In the meantime, behind the scenes, Bud Selig’s MLB drug sheriff, Rob Manfred, is bearing down on A-Rod with a looming suspension for his involvement with alleged Miami steroid dealer Tony Bosch and his Biogenesis clinic in South Florida — the place that apparently served as baseball’s drug cheats’ and wannabe drug cheats’ version of a CVS. But it goes further than that. MLB investigators are now also looking into whether A-Rod has had anything to do with procuring and/or compensating the attorneys for the witnesses they have been interviewing in the Bosch scandal. If he has, then he’s facing a whole new set of charges — aside from baseball’s joint drug agreement.
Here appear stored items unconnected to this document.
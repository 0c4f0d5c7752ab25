//! Selection model: which cards are currently selected.
//!
//! Invariants held after every operation:
//! - `selected` never contains duplicate refs (box-select gestures can feed
//!   in overlapping batches, so `select_many` de-duplicates rather than
//!   trusting the caller);
//! - `primary` is a member of `selected` whenever the selection is non-empty;
//! - `is_multi == (count > 1)`.

use cw_core::{CardRef, ListenerId, Listeners};
use serde::{Deserialize, Serialize};

/// Snapshot of the current selection.
#[derive(Debug, Clone, PartialEq, Default, Serialize, Deserialize)]
pub struct SelectionState {
    pub primary: Option<CardRef>,
    pub selected: Vec<CardRef>,
    pub is_multi: bool,
}

/// Single writer of `SelectionState`.
pub struct SelectionModel {
    state: SelectionState,
    listeners: Listeners<SelectionState>,
}

impl Default for SelectionModel {
    fn default() -> Self {
        Self::new()
    }
}

impl SelectionModel {
    pub fn new() -> Self {
        Self {
            state: SelectionState::default(),
            listeners: Listeners::new(),
        }
    }

    pub fn state(&self) -> &SelectionState {
        &self.state
    }

    pub fn on_change(&mut self, f: impl FnMut(&SelectionState) + 'static) -> ListenerId {
        self.listeners.register(f)
    }

    pub fn remove_listener(&mut self, id: ListenerId) -> bool {
        self.listeners.unregister(id)
    }

    fn commit(&mut self, primary: Option<CardRef>, selected: Vec<CardRef>) {
        let next = SelectionState {
            is_multi: selected.len() > 1,
            primary,
            selected,
        };
        if next != self.state {
            self.state = next.clone();
            self.listeners.emit(&next);
        }
    }

    // ─── Mutations ───────────────────────────────────────────────────────

    /// Replace the selection with a single card.
    pub fn select_single(&mut self, r: CardRef) {
        self.commit(Some(r), vec![r]);
    }

    pub fn add(&mut self, r: CardRef) {
        if self.is_selected(r) {
            return;
        }
        let mut selected = self.state.selected.clone();
        selected.push(r);
        let primary = self.state.primary.or(Some(r));
        self.commit(primary, selected);
    }

    /// Remove one ref. Empties to a full clear; otherwise the first
    /// remaining member becomes primary if the primary was removed.
    pub fn remove(&mut self, r: CardRef) {
        let mut selected = self.state.selected.clone();
        selected.retain(|s| *s != r);
        if selected.is_empty() {
            self.clear();
            return;
        }
        let primary = match self.state.primary {
            Some(p) if p != r => Some(p),
            _ => Some(selected[0]),
        };
        self.commit(primary, selected);
    }

    /// Replace the selection with a batch, de-duplicated by (group, index).
    /// The first unique ref becomes primary.
    pub fn select_many(&mut self, refs: &[CardRef]) {
        let mut selected: Vec<CardRef> = Vec::with_capacity(refs.len());
        for &r in refs {
            if !selected.contains(&r) {
                selected.push(r);
            }
        }
        let primary = selected.first().copied();
        self.commit(primary, selected);
    }

    pub fn toggle(&mut self, r: CardRef) {
        if self.is_selected(r) {
            self.remove(r);
        } else {
            self.add(r);
        }
    }

    pub fn clear(&mut self) {
        self.commit(None, Vec::new());
    }

    /// Restore a previously captured snapshot, re-checking the invariants
    /// (used to roll back an optimistic update).
    pub fn restore(&mut self, snapshot: &SelectionState) {
        let mut selected: Vec<CardRef> = Vec::with_capacity(snapshot.selected.len());
        for &r in &snapshot.selected {
            if !selected.contains(&r) {
                selected.push(r);
            }
        }
        let primary = match snapshot.primary {
            Some(p) if selected.contains(&p) => Some(p),
            _ => selected.first().copied(),
        };
        self.commit(primary, selected);
    }

    // ─── Queries ─────────────────────────────────────────────────────────

    pub fn is_selected(&self, r: CardRef) -> bool {
        self.state.selected.contains(&r)
    }

    pub fn is_primary(&self, r: CardRef) -> bool {
        self.state.primary == Some(r)
    }

    pub fn count(&self) -> usize {
        self.state.selected.len()
    }

    pub fn is_multi(&self) -> bool {
        self.state.is_multi
    }
}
Still, as one baseball official with knowledge of the investigation told me, MLB may already have more than it needs to suspend A-Rod, the Milwaukee Brewers’ Ryan Braun and others for a lot more than just 100 games on drug violations alone.


“They’re going for the nuclear option,” is how the official put it.
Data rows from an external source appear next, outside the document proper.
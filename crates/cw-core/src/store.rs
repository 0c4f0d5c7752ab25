//! The card-collection store interface.
//!
//! The editing core never owns persistence — it mutates whatever collection
//! the embedder supplies through `CardStore`. `Board` is the in-memory
//! reference implementation, used directly by tests and by embedders that
//! keep the collection in process.
//!
//! Bulk moves are atomic: every index is validated before anything is
//! touched, so a rejected call leaves the store exactly as it was.

use crate::model::{Board, Card, CardRef};

/// Mutation surface over a card collection.
///
/// All operations report success as `bool`/`Option` instead of panicking;
/// out-of-range indices are a plain rejection.
pub trait CardStore {
    fn group_count(&self) -> usize;

    /// Number of cards in a group, or `None` if the group does not exist.
    fn group_len(&self, group: usize) -> Option<usize>;

    fn get(&self, group: usize, index: usize) -> Option<&Card>;

    /// Move one card. `to_index` addresses the target group *after* the card
    /// has been removed from its source position.
    fn move_card(&mut self, from_group: usize, from_index: usize, to_group: usize, to_index: usize)
    -> bool;

    /// Move several cards from one group as a single block, preserving their
    /// relative order. `indices` must be unique; `insert_at` addresses the
    /// target group after removal. All-or-nothing.
    fn move_cards(
        &mut self,
        from_group: usize,
        indices: &[usize],
        to_group: usize,
        insert_at: usize,
    ) -> bool;

    /// Remove a contiguous run of `count` cards starting at `start` and
    /// re-insert them at the given individual positions in `to_group`,
    /// ascending. Inverse of `move_cards` for originally scattered cards.
    fn restore_cards(
        &mut self,
        from_group: usize,
        start: usize,
        count: usize,
        to_group: usize,
        to_indices: &[usize],
    ) -> bool;

    fn insert(&mut self, group: usize, index: usize, card: Card) -> bool;

    fn remove(&mut self, group: usize, index: usize) -> Option<Card>;

    /// Set or remove (`None`) a named field on a card.
    fn set_field(&mut self, target: CardRef, field: &str, value: Option<&str>) -> bool;

    fn insert_detail(&mut self, target: CardRef, line: usize, text: &str) -> bool;

    fn remove_detail(&mut self, target: CardRef, line: usize) -> Option<String>;

    fn move_detail(&mut self, target: CardRef, from_line: usize, to_line: usize) -> bool;
}

impl CardStore for Board {
    fn group_count(&self) -> usize {
        self.groups.len()
    }

    fn group_len(&self, group: usize) -> Option<usize> {
        self.groups.get(group).map(|g| g.cards.len())
    }

    fn get(&self, group: usize, index: usize) -> Option<&Card> {
        self.groups.get(group)?.cards.get(index)
    }

    fn move_card(
        &mut self,
        from_group: usize,
        from_index: usize,
        to_group: usize,
        to_index: usize,
    ) -> bool {
        if self.get(from_group, from_index).is_none() || to_group >= self.groups.len() {
            return false;
        }
        let card = self.groups[from_group].cards.remove(from_index);
        let target = &mut self.groups[to_group].cards;
        let at = to_index.min(target.len());
        target.insert(at, card);
        true
    }

    fn move_cards(
        &mut self,
        from_group: usize,
        indices: &[usize],
        to_group: usize,
        insert_at: usize,
    ) -> bool {
        let Some(from_len) = self.group_len(from_group) else {
            return false;
        };
        if to_group >= self.groups.len() || indices.is_empty() {
            return false;
        }
        // Validate before mutating: indices in range and unique.
        let mut sorted: Vec<usize> = indices.to_vec();
        sorted.sort_unstable();
        if sorted.last().is_some_and(|&i| i >= from_len) {
            return false;
        }
        if sorted.windows(2).any(|w| w[0] == w[1]) {
            return false;
        }
        let remaining = if from_group == to_group {
            from_len - sorted.len()
        } else {
            self.groups[to_group].cards.len()
        };
        if insert_at > remaining {
            return false;
        }

        // Remove descending so earlier indices stay valid.
        let mut block: Vec<Card> = Vec::with_capacity(sorted.len());
        for &i in sorted.iter().rev() {
            block.push(self.groups[from_group].cards.remove(i));
        }
        block.reverse();
        let target = &mut self.groups[to_group].cards;
        for (offset, card) in block.into_iter().enumerate() {
            target.insert(insert_at + offset, card);
        }
        true
    }

    fn restore_cards(
        &mut self,
        from_group: usize,
        start: usize,
        count: usize,
        to_group: usize,
        to_indices: &[usize],
    ) -> bool {
        let Some(from_len) = self.group_len(from_group) else {
            return false;
        };
        if to_group >= self.groups.len()
            || count == 0
            || to_indices.len() != count
            || start + count > from_len
        {
            return false;
        }
        let block: Vec<Card> = self.groups[from_group]
            .cards
            .drain(start..start + count)
            .collect();
        // Ascending insertion reproduces the original scatter.
        let target = &mut self.groups[to_group].cards;
        for (card, &at) in block.into_iter().zip(to_indices) {
            target.insert(at.min(target.len()), card);
        }
        true
    }

    fn insert(&mut self, group: usize, index: usize, card: Card) -> bool {
        let Some(g) = self.groups.get_mut(group) else {
            return false;
        };
        if index > g.cards.len() {
            return false;
        }
        g.cards.insert(index, card);
        true
    }

    fn remove(&mut self, group: usize, index: usize) -> Option<Card> {
        let g = self.groups.get_mut(group)?;
        if index >= g.cards.len() {
            return None;
        }
        Some(g.cards.remove(index))
    }

    fn set_field(&mut self, target: CardRef, field: &str, value: Option<&str>) -> bool {
        match self.card_mut(target) {
            Some(card) => {
                card.set_field(field, value);
                true
            }
            None => false,
        }
    }

    fn insert_detail(&mut self, target: CardRef, line: usize, text: &str) -> bool {
        match self.card_mut(target) {
            Some(card) if line <= card.details.len() => {
                card.details.insert(line, text.to_string());
                true
            }
            _ => false,
        }
    }

    fn remove_detail(&mut self, target: CardRef, line: usize) -> Option<String> {
        let card = self.card_mut(target)?;
        if line >= card.details.len() {
            return None;
        }
        Some(card.details.remove(line))
    }

    fn move_detail(&mut self, target: CardRef, from_line: usize, to_line: usize) -> bool {
        let Some(card) = self.card_mut(target) else {
            return false;
        };
        if from_line >= card.details.len() {
            return false;
        }
        let text = card.details.remove(from_line);
        let at = to_line.min(card.details.len());
        card.details.insert(at, text);
        true
    }
}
In recent days, as A-Rod has looked woefully out of sync at the bat — he got his second hit in six games and an RBI Wednesday — and somewhat less than gazelle-like on the basepaths and in the field, he has put out caution signs that recovery from the sort of hip injury he’s attempting to come back from “is a process” and could take some time. He has until July 22 on this rehab assignment to prove to the Yankees he’s ready to be placed on the major league roster. If not, he goes back on the disabled list and, presumably, back to batting, baserunning and fielding drills in Tampa, along with further evaluation from the doctors.

But as the Daily News reported June 26, A-Rod’s real mission is to get himself to the safe haven that will protect him from losing any of his money as a result of being suspended by baseball — and that place is the so-called “unable to perform” list, where he and baseball doctors determine whether the severity of his hip condition is such that it precludes him from being able to perform.

This is what happened with the Baltimore Orioles’ surly slugger Albert Belle in 2001 when a similar hip injury forced him out of the game and he collected the remaining $39 million on his five-year, $60 million contract, with the O’s recovering $23 million of that from the insurance company.

If A-Rod is suspended while on the disabled list, he does not get paid.

However, there is an appeals process for any player suspended under baseball’s joint drug policy that could take at least a month. So it would seem the meter is also ticking for MLB if it wants to get the most bang for its buck on any suspension of A-Rod. For if during that time, it is determined A-Rod is unable to perform and is forced to retire, like Belle, he gets paid in full and the insurance will cover the Yankees for approximately 80% of the $100 million. Thus, a suspension of A-Rod after it’s been determined he is unable to perform would be but a Pyrrhic victory for baseball.

Either way, the Yankees win.

Though it’s been speculated that A-Rod is facing a 100-game suspension for multiple violations of baseball’s drug policy in the Bosch case, it appears Selig’s men are looking to kick him out of the game for a lot longer — very possibly permanently.

They have had their fill of what they see as A-Rod’s lies, deceptions and apparent continuing ventures into the PED netherworld — this after visiting schools and lecturing kids on the dangers of drugs on behalf of the Taylor Hooton Foundation, and telling ESPN, shortly after his admission of taking steroids while with the Texas Rangers from 2001-2003, that he wanted “to turn my mistake into something positive” by focusing on youth anti-steroid education.

Right.

In short, Alex Rodriguez has become a constant embarrassment to baseball and a living, breathing, still-playing symbol of the steroid era, which continues to plague the game and dog Selig’s legacy.

The sooner he goes away — for good — the better off everyone, including A-Rod, will be.